A burner as taught by the invention comprises a blower, a mixing device, and a connection duct as taught by the invention.

In a further embodiment of the present invention, the burner comprises a blower, where the blower speed is steplessly variable, in order to vary the air volume required for the combustion, the air velocity, and the air pressure, especially in combination with a fuel nozzle that can be axially shifted toward the air nozzle arranged on the nozzle connection of the mixing device.

In a further embodiment of the present invention, the mixing device comprises a nozzle connection with a nozzle by means of which the fuel is supplied, where the fuel quantity is steplessly variable, for example with the help of an appropriate fuel pump or an appropriate fuel valve.

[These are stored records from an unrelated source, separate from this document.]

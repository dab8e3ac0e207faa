//! Entry points that hide the solver wiring.

use std::path::Path;

use knapforge_config::SolverConfig;
use knapforge_core::{Item, KnapsackSolution, Result};
use knapforge_solver::{SolveResult, Solver};
use tracing::debug;

/// Finds the most valuable subset of `items` whose total weight fits in
/// `capacity`.
///
/// Runs with the default configuration and no termination, so the result is
/// always optimal.
///
/// # Errors
///
/// Fails with [`KnapsackError::InvalidInput`](crate::KnapsackError::InvalidInput)
/// if `capacity` is negative, an item has a negative value or weight, or the
/// totals overflow `i64`.
///
/// # Example
///
/// ```
/// use knapforge::Item;
///
/// let items = vec![Item::new("X", 10, 100)];
/// let solution = knapforge::solve(&items, 5).unwrap();
/// assert_eq!(solution.total_value(), 0);
/// assert!(solution.is_empty());
///
/// assert!(knapforge::solve(&items, -1).unwrap_err().is_invalid_input());
/// ```
pub fn solve(items: &[Item], capacity: i64) -> Result<KnapsackSolution> {
    Solver::new()
        .solve(items, capacity)
        .map(SolveResult::into_solution)
}

/// Solves with an explicit configuration and returns status and statistics.
///
/// Termination limits in `config` apply; check
/// [`SolveResult::status`] before treating the solution as optimal.
pub fn solve_with_config(
    items: &[Item],
    capacity: i64,
    config: SolverConfig,
) -> Result<SolveResult> {
    Solver::with_config(config).solve(items, capacity)
}

/// Loads a solver configuration, falling back to defaults if the file is
/// missing or unreadable.
pub fn load_config(path: impl AsRef<Path>) -> SolverConfig {
    let path = path.as_ref();
    match SolverConfig::load(path) {
        Ok(config) => config,
        Err(err) => {
            debug!(
                event = "config_default",
                path = %path.display(),
                error = %err,
            );
            SolverConfig::default()
        }
    }
}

The burner can also be operated in a modulating operating mode, particularly in combination with the variable speed-controlled blower and the axially shiftable nozzle connection, in addition to a single or multistage operation of the burner.

The above, and other aspects, features and advantages of the present invention will become apparent from the following description read in conjunction with the accompanying drawings, in which like reference numerals designate the same elements.

BRIEF DESCRIPTION OF THE DRAWINGS

FIG. 1 is a cutaway view of a part of a burner with a mixing device according to a first embodiment of the invention.

FIG. 2 is a partial section of a perspective view of the mixing device according to FIG. 1 with recirculation means shown in a first position.

FIG. 3 is the mixing device according to FIG. 2 with the recirculation means shown in a second position.

FIG. 4 is a partial section of a perspective view of a second embodiment of a mixing device.

FIG. 5 is a partial section perspective view of the mixing device according to FIG. 4.

FIG. 6 is a perspective view of a claw coupling of a support of the mixing device according to FIG. 2.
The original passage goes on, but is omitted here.